Task requirements: Report, as a bare number, how many lines of the material below contain the word "this".

--- START ---

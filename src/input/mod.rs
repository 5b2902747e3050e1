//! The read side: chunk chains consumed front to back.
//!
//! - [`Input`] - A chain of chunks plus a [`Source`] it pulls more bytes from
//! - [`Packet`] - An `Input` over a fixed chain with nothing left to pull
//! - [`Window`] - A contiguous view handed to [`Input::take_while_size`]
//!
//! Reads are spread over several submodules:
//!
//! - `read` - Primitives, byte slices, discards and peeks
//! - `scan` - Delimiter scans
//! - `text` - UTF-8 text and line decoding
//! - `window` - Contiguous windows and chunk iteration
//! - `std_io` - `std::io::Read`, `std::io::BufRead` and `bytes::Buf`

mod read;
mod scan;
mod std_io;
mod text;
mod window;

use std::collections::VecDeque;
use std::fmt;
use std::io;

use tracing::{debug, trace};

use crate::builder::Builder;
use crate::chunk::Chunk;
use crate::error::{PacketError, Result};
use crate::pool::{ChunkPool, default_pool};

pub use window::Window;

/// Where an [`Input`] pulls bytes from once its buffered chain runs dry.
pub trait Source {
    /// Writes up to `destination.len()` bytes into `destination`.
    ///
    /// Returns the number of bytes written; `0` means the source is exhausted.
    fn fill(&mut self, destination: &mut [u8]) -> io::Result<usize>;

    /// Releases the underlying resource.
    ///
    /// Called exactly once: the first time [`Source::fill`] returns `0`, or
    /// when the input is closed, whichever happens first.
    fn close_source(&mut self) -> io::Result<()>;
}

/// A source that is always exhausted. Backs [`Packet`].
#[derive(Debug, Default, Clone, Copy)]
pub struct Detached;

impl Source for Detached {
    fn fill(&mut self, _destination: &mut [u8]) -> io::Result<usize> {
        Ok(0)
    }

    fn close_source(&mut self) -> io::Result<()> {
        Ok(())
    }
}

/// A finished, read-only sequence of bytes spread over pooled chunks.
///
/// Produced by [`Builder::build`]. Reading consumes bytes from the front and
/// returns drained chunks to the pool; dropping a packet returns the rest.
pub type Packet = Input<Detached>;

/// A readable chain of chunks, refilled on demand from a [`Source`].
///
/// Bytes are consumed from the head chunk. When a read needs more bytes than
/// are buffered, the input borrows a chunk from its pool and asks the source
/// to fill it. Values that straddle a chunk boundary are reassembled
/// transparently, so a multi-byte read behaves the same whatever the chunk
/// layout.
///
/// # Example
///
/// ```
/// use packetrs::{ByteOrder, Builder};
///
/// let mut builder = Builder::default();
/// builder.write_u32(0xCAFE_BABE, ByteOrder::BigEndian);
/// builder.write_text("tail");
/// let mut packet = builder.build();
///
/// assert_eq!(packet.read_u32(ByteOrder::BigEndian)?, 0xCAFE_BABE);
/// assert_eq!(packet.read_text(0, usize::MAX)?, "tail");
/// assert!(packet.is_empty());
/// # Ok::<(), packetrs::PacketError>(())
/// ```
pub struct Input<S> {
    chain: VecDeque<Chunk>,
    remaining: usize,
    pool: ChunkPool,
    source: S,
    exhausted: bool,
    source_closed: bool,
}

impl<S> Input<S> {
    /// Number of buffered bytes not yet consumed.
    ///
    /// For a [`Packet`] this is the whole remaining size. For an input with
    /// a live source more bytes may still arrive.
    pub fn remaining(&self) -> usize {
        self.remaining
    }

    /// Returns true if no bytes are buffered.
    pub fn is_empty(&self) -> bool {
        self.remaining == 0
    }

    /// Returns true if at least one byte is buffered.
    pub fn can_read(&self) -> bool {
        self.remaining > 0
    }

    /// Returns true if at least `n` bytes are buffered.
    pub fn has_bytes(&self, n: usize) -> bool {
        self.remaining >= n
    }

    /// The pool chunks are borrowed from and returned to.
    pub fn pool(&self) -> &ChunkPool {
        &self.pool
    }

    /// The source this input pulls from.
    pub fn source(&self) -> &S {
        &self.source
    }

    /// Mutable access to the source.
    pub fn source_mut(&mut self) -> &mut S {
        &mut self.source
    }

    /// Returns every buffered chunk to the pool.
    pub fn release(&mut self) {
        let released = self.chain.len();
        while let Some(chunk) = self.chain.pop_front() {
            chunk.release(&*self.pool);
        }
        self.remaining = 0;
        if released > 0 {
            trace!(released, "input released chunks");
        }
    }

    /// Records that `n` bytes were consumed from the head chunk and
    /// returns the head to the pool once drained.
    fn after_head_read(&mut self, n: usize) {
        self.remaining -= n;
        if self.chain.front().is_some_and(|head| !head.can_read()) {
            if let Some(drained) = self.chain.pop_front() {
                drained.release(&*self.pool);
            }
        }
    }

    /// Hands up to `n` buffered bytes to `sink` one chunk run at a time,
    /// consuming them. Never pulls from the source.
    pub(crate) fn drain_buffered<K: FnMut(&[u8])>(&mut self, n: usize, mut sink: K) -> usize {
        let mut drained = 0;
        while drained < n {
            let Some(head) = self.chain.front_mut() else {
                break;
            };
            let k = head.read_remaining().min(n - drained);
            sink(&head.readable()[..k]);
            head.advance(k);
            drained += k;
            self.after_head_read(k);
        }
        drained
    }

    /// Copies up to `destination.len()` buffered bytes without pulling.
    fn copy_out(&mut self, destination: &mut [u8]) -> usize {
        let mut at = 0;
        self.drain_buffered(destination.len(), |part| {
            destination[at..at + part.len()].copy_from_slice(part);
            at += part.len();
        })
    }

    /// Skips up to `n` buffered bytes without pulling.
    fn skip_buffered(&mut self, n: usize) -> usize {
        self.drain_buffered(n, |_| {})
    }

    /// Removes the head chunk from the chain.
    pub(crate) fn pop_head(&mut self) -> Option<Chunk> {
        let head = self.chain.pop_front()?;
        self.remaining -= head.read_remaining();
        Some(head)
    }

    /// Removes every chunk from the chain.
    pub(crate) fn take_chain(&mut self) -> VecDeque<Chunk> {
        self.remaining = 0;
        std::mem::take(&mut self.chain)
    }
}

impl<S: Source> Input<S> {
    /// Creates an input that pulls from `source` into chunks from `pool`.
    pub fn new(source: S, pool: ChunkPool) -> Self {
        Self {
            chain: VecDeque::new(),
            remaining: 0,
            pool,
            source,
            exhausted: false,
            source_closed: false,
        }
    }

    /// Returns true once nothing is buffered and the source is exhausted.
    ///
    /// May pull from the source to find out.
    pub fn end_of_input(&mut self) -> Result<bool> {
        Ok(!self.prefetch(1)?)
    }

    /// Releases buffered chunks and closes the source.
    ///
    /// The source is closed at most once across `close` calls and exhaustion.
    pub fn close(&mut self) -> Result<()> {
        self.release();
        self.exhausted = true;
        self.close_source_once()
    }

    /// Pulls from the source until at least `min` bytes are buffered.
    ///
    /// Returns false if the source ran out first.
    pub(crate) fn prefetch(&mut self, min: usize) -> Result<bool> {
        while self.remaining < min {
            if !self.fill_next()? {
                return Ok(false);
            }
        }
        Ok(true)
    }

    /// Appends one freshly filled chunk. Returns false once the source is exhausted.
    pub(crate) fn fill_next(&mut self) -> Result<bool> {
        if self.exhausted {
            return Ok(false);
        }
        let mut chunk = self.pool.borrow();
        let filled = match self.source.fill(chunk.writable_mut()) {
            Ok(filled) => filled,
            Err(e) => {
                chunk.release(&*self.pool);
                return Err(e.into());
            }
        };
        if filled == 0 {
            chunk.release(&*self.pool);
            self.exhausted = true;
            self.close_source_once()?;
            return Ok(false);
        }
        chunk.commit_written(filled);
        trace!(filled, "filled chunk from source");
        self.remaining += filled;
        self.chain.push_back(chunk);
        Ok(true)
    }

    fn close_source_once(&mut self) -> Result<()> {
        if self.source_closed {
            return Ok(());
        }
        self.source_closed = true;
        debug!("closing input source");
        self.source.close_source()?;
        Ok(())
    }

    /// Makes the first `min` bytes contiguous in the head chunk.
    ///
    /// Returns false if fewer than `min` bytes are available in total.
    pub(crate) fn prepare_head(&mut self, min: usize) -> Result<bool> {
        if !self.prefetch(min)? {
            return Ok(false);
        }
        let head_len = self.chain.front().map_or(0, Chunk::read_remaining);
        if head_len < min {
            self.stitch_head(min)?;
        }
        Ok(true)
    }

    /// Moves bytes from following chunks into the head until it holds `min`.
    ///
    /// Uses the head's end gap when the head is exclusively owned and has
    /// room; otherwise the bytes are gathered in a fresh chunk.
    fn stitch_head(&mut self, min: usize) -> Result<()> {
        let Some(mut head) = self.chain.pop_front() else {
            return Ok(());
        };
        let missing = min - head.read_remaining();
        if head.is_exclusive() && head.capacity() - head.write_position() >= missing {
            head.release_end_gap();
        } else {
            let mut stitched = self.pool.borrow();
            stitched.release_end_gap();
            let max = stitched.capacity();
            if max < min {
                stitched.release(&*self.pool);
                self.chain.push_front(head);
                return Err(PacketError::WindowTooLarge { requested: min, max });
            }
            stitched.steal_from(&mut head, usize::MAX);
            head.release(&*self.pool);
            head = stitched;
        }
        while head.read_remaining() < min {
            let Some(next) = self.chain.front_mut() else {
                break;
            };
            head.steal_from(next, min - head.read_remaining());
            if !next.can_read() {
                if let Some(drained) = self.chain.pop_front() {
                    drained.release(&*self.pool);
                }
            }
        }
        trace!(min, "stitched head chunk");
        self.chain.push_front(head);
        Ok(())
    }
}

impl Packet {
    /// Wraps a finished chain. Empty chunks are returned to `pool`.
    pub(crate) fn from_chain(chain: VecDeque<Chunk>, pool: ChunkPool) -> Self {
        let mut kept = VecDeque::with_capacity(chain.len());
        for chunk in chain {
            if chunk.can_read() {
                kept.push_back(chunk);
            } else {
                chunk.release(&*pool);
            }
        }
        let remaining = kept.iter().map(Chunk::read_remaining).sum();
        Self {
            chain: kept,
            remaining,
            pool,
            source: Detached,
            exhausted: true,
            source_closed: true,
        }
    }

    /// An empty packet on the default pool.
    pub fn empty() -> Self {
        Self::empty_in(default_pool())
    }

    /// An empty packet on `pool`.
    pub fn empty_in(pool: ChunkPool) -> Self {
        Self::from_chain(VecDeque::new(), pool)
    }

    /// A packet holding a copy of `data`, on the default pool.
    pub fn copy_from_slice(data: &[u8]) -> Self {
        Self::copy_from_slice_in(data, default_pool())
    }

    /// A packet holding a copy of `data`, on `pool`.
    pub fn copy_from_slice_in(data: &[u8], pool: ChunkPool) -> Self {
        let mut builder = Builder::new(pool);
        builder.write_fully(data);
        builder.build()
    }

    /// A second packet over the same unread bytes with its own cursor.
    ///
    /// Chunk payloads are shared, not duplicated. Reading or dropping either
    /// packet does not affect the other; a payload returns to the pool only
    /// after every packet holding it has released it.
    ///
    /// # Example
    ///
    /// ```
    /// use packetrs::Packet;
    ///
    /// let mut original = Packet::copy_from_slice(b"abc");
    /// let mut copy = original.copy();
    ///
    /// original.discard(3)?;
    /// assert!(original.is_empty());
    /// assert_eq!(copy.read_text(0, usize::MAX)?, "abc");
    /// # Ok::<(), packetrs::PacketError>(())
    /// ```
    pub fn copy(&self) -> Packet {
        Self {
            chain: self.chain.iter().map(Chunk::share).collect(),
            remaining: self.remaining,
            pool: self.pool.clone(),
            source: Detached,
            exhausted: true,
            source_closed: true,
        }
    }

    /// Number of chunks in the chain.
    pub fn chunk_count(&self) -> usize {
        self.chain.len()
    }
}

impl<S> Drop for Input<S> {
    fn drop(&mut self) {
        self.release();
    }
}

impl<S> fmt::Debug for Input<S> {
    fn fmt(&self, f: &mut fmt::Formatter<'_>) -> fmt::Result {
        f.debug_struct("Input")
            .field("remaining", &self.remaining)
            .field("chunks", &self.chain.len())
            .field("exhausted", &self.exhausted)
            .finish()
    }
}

--- END ---

Task result: 2